Wednesday, September 18, 2013

Books, words, authors, and all that jazz


There have always been poorly-written books. The penny dreadfuls, the sappy romances, the Westerns of a century ago, were the staple of the average readers. They sold in the thousands and rarely made their authors rich.  Most have vanished without a trace-- all the better--but they have left a legacy of something we could call the $20-dreadful, the truly awful books that in turn become truly awful movies that somehow make bad authors into respectable writers, while earning them millions.

Since you ask, here’s what I think is wrong: We’ve created a population of bad readers willing to accept awful plotting, dismal grammar and two-dimensional characters. Our schools have brought forth people who have never really been taught to read properly, i.e. to appreciate that a good book is not necessarily an adventure without bruises or scrapes.

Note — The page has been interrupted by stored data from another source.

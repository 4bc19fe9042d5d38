//! Named signal streams
//!
//! A producer process owns a [`SignalWriter`] and any number of consumers
//! attach with [`SignalReader`]. The producer never blocks; slow readers skip
//! ahead when the ring laps them.

use crate::error::{MirrorError, Result};
use crate::region::{Backing, SharedRegion};
use crate::spmc::{ReadOutcome, SpmcIterator, SpmcRingBuffer};
use crate::view::MemoryView;

/// Default bytes per block, including the 4-byte length field
const DEFAULT_BLOCK_SIZE: u32 = 256;

/// Default number of blocks
const DEFAULT_BLOCK_COUNT: u32 = 1024;

/// Signal ring geometry
#[derive(Debug, Clone, Copy, PartialEq, Eq)]
pub struct SignalConfig {
    /// Bytes per block, a multiple of 4
    pub block_size: u32,
    /// Number of blocks
    pub block_count: u32,
}

impl Default for SignalConfig {
    fn default() -> Self {
        Self {
            block_size: DEFAULT_BLOCK_SIZE,
            block_count: DEFAULT_BLOCK_COUNT,
        }
    }
}

impl SignalConfig {
    pub fn region_size(&self) -> usize {
        SpmcRingBuffer::required_size(self.block_size, self.block_count)
    }
}

/// Where a new reader starts
#[derive(Debug, Clone, Copy, PartialEq, Eq, Default)]
pub enum StartAt {
    /// Oldest entry still retained
    Oldest,
    /// Only entries published after connecting
    #[default]
    End,
}

/// Producer side of a signal stream
pub struct SignalWriter {
    region: SharedRegion,
    block_size: u32,
    block_count: u32,
}

impl SignalWriter {
    /// Create the stream called `name`, or resume one left by an earlier writer.
    ///
    /// An existing stream keeps its entries and write position. It is refused
    /// if its size or block geometry differs from `config`.
    pub fn create(name: &str, config: SignalConfig, backing: Backing) -> Result<Self> {
        let region = SharedRegion::open_or_create(name, config.region_size(), backing)?;
        let ring = if region.created() {
            SpmcRingBuffer::init(region.view(), config.block_size)?
        } else {
            Self::resume(&region, config)?
        };
        let block_count = ring.block_count();
        tracing::info!(
            name,
            block_size = config.block_size,
            block_count,
            resumed_at = ring.write_index(),
            reused = !region.created(),
            "signal stream created"
        );
        Ok(Self {
            region,
            block_size: config.block_size,
            block_count,
        })
    }

    fn resume(region: &SharedRegion, config: SignalConfig) -> Result<SpmcRingBuffer<'_>> {
        if region.len() != config.region_size() {
            tracing::error!(
                name = region.name(),
                expected = config.region_size(),
                got = region.len(),
                "signal stream has a different size"
            );
            return Err(MirrorError::LayoutMismatch {
                expected: config.region_size(),
                got: region.len(),
            });
        }
        match SpmcRingBuffer::attach(region.view()) {
            Ok(ring)
                if ring.block_size() == config.block_size
                    && ring.block_count() == config.block_count =>
            {
                Ok(ring)
            }
            Ok(ring) => {
                tracing::error!(
                    name = region.name(),
                    block_size = ring.block_size(),
                    block_count = ring.block_count(),
                    "signal stream has a different geometry"
                );
                Err(MirrorError::GeometryMismatch {
                    block_size: config.block_size,
                    block_count: config.block_count,
                    existing_block_size: ring.block_size(),
                    existing_block_count: ring.block_count(),
                })
            }
            // The previous writer died before formatting it
            Err(MirrorError::Uninitialized(_)) => SpmcRingBuffer::init(region.view(), config.block_size),
            Err(e) => Err(e),
        }
    }

    fn ring(&self) -> SpmcRingBuffer<'_> {
        SpmcRingBuffer::from_validated(self.region.view(), self.block_size, self.block_count)
    }

    /// Publish an entry of `size` bytes filled in place by `fill`.
    ///
    /// Returns false if the entry is empty or larger than the ring.
    pub fn write<F>(&mut self, size: usize, fill: F) -> bool
    where
        F: FnOnce(MemoryView<'_>),
    {
        let ring = self.ring();
        let Ok(len) = i32::try_from(size) else {
            tracing::warn!(size, "signal entry too large");
            return false;
        };
        if size > ring.max_payload() {
            tracing::warn!(size, max = ring.max_payload(), "signal entry too large");
            return false;
        }
        ring.write(len, fill)
    }

    /// Publish a copy of `data`
    pub fn write_bytes(&mut self, data: &[u8]) -> bool {
        self.write(data.len(), |out| out.write_bytes(0, data))
    }

    pub fn name(&self) -> &str {
        self.region.name()
    }

    pub fn block_size(&self) -> u32 {
        self.block_size
    }

    pub fn block_count(&self) -> u32 {
        self.block_count
    }

    /// Largest entry that fits
    pub fn max_payload(&self) -> usize {
        self.ring().max_payload()
    }

    /// Blocks published so far
    pub fn write_index(&self) -> u32 {
        self.ring().write_index()
    }
}

/// Consumer side of a signal stream
pub struct SignalReader {
    region: SharedRegion,
    block_size: u32,
    block_count: u32,
    cursor: SpmcIterator,
    stale_reads: u64,
}

impl SignalReader {
    /// Attach to the stream called `name`
    pub fn connect(name: &str, backing: Backing, start: StartAt) -> Result<Self> {
        let region = SharedRegion::open(name, backing)?;
        let ring = SpmcRingBuffer::attach(region.view())?;
        let cursor = match start {
            StartAt::Oldest => SpmcIterator::at_oldest(&ring),
            StartAt::End => SpmcIterator::at_end(&ring),
        };
        let (block_size, block_count) = (ring.block_size(), ring.block_count());
        tracing::debug!(name, cursor = cursor.cursor(), "signal reader connected");
        Ok(Self {
            region,
            block_size,
            block_count,
            cursor,
            stale_reads: 0,
        })
    }

    /// Hand the next entry to `read`.
    ///
    /// On [`ReadOutcome::Stale`] whatever `read` copied must be discarded.
    pub fn read_next<F>(&mut self, read: F) -> ReadOutcome
    where
        F: FnOnce(MemoryView<'_>),
    {
        let ring = SpmcRingBuffer::from_validated(self.region.view(), self.block_size, self.block_count);
        if self.cursor.has_missed_entries(&ring) {
            tracing::debug!(
                cursor = self.cursor.cursor(),
                oldest = ring.min_read_index(),
                "signal reader lapped; skipping ahead"
            );
        }
        let outcome = self.cursor.read_next(&ring, read);
        if outcome == ReadOutcome::Stale {
            self.stale_reads += 1;
            tracing::debug!(cursor = self.cursor.cursor(), "signal entry overwritten while reading");
        }
        outcome
    }

    /// Copy the next entry into `buf`, replacing its contents
    pub fn read_into(&mut self, buf: &mut Vec<u8>) -> ReadOutcome {
        let outcome = self.read_next(|entry| {
            buf.resize(entry.len(), 0);
            entry.read_bytes(0, buf);
        });
        if outcome != ReadOutcome::Read {
            buf.clear();
        }
        outcome
    }

    pub fn has_next(&self) -> bool {
        self.cursor.has_next(&self.ring())
    }

    pub fn has_missed_entries(&self) -> bool {
        self.cursor.has_missed_entries(&self.ring())
    }

    /// Reads discarded because the producer overwrote the entry mid-copy
    pub fn stale_reads(&self) -> u64 {
        self.stale_reads
    }

    pub fn name(&self) -> &str {
        self.region.name()
    }

    fn ring(&self) -> SpmcRingBuffer<'_> {
        SpmcRingBuffer::from_validated(self.region.view(), self.block_size, self.block_count)
    }
}

#[cfg(test)]
mod tests {
    use super::*;

    fn small() -> SignalConfig {
        SignalConfig {
            block_size: 16,
            block_count: 8,
        }
    }

    #[test]
    fn test_default_config() {
        let config = SignalConfig::default();
        assert_eq!(config.block_size, 256);
        assert_eq!(config.block_count, 1024);
        assert_eq!(config.region_size(), SpmcRingBuffer::HEADER_SIZE + 256 * 1024);
    }

    #[test]
    fn test_write_then_read() {
        let mut writer = SignalWriter::create("test_signal_basic", small(), Backing::Heap).unwrap();
        let mut reader = SignalReader::connect("test_signal_basic", Backing::Heap, StartAt::Oldest).unwrap();

        assert!(writer.write_bytes(b"ping"));
        assert!(writer.write_bytes(b"a longer payload spanning blocks"));

        let mut buf = Vec::new();
        assert_eq!(reader.read_into(&mut buf), ReadOutcome::Read);
        assert_eq!(buf, b"ping");
        assert_eq!(reader.read_into(&mut buf), ReadOutcome::Read);
        assert_eq!(buf, b"a longer payload spanning blocks");
        assert_eq!(reader.read_into(&mut buf), ReadOutcome::Empty);
        assert!(buf.is_empty());
    }

    #[test]
    fn test_start_at_end_skips_history() {
        let mut writer = SignalWriter::create("test_signal_end", small(), Backing::Heap).unwrap();
        writer.write_bytes(b"old");
        let mut reader = SignalReader::connect("test_signal_end", Backing::Heap, StartAt::End).unwrap();
        assert!(!reader.has_next());

        writer.write_bytes(b"new");
        let mut buf = Vec::new();
        assert_eq!(reader.read_into(&mut buf), ReadOutcome::Read);
        assert_eq!(buf, b"new");
    }

    #[test]
    fn test_lapped_reader_skips_to_oldest() {
        let mut writer = SignalWriter::create("test_signal_lap", small(), Backing::Heap).unwrap();
        let mut reader = SignalReader::connect("test_signal_lap", Backing::Heap, StartAt::Oldest).unwrap();
        for i in 0u32..20 {
            assert!(writer.write_bytes(&i.to_le_bytes()));
        }
        assert!(reader.has_missed_entries());

        let mut seen = Vec::new();
        let mut buf = Vec::new();
        while reader.read_into(&mut buf) == ReadOutcome::Read {
            seen.push(u32::from_le_bytes(buf[..4].try_into().unwrap()));
        }
        // Eight one-block entries fit
        assert_eq!(seen, (12..20).collect::<Vec<_>>());
    }

    #[test]
    fn test_oversize_and_empty_rejected() {
        let mut writer = SignalWriter::create("test_signal_oversize", small(), Backing::Heap).unwrap();
        assert!(!writer.write_bytes(&[]));
        let too_big = vec![0u8; writer.max_payload() + 1];
        assert!(!writer.write_bytes(&too_big));
        assert_eq!(writer.write_index(), 0);
    }

    #[test]
    fn test_conflicting_geometry_rejected() {
        let mut writer = SignalWriter::create("test_signal_geometry", small(), Backing::Heap).unwrap();
        let mut reader = SignalReader::connect("test_signal_geometry", Backing::Heap, StartAt::Oldest).unwrap();
        assert!(writer.write_bytes(b"first"));

        let bigger = SignalConfig {
            block_size: 32,
            block_count: 64,
        };
        let err = SignalWriter::create("test_signal_geometry", bigger, Backing::Heap).err().unwrap();
        assert!(matches!(err, MirrorError::LayoutMismatch { .. }));

        // Same byte size, different blocks
        let reshaped = SignalConfig {
            block_size: 32,
            block_count: 4,
        };
        assert_eq!(reshaped.region_size(), small().region_size());
        let err = SignalWriter::create("test_signal_geometry", reshaped, Backing::Heap).err().unwrap();
        assert!(matches!(
            err,
            MirrorError::GeometryMismatch {
                existing_block_size: 16,
                existing_block_count: 8,
                ..
            }
        ));

        let mut buf = Vec::new();
        assert_eq!(reader.read_into(&mut buf), ReadOutcome::Read);
        assert_eq!(buf, b"first");
    }

    #[test]
    fn test_restarted_writer_resumes_stream() {
        let mut writer = SignalWriter::create("test_signal_resume", small(), Backing::Heap).unwrap();
        let mut reader = SignalReader::connect("test_signal_resume", Backing::Heap, StartAt::Oldest).unwrap();
        assert!(writer.write_bytes(b"before"));
        drop(writer);

        let mut writer = SignalWriter::create("test_signal_resume", small(), Backing::Heap).unwrap();
        assert_eq!(writer.write_index(), 1);
        assert!(writer.write_bytes(b"after"));

        let mut buf = Vec::new();
        assert_eq!(reader.read_into(&mut buf), ReadOutcome::Read);
        assert_eq!(buf, b"before");
        assert_eq!(reader.read_into(&mut buf), ReadOutcome::Read);
        assert_eq!(buf, b"after");
    }

    #[test]
    fn test_connect_missing_stream() {
        assert!(SignalReader::connect("test_signal_missing", Backing::Heap, StartAt::End).is_err());
    }
}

It will take more effort to get through War and Peace than it will to read The Da Vinci Code but in the end Leo Tolstoy is more satisfying than Dan Brown.

What increasingly bothers me is that trivial writers are being feted as if they were good ones, and merely good ones are being treated as if they’re extraordinary. I recently read a book by Dennis Lehane, an author whom I generally like and whose career has included best-sellers and motion pictures, and it was disturbingly obvious that, in spite of the praise amassed for his latest opus, he was coasting on past glory. The lead character was not so much poorly drawn as without substance. The story was at best uninteresting and without much of a plot, and though Lehane prides himself on his historical accuracy, in this book it was lacking. Or perhaps not so much lacking as undeveloped…

Even one of my favorite writers, James Lee Burke, can err on the side of the unreadable. Consider this sentence: “Twenty four hours later, at sunset, the sky turned to turquoise; then the strips of black cloud along the horizon were backlit with red brilliance that was like the glow of a forge, as though the cooling of the day were about to set into abeyance so the sun’s heat could prevail through the night into the following dawn.” I think what this 59-word epiphany means is, “The sun was setting and it was still hot.” Burke is a man with an uncommon liking for stringing words together in unending streams. He likes overwrought images, confusing palettes of bright colors, and pages of introverted meanderings. Sometimes it works, most times it does not.

Maybe I’m being unkind. Certainly I believe in writing as universal therapy. Whether as a writer or a reader, words take us from the dismal to the godly and back. But poorly arranged, thoughtlessly pasted together, they can also confuse, frustrate, anger and annoy. Sometimes I even gnash my teeth.

Me, I have a great respect for words. I think they’re one of mankind’s best inventions, allowing us to communicate the felt and the unseen and oput meanings to emotions that otherwise would remain undisclosed.  I suppose this is why I get exasperated when they’re used shoddily.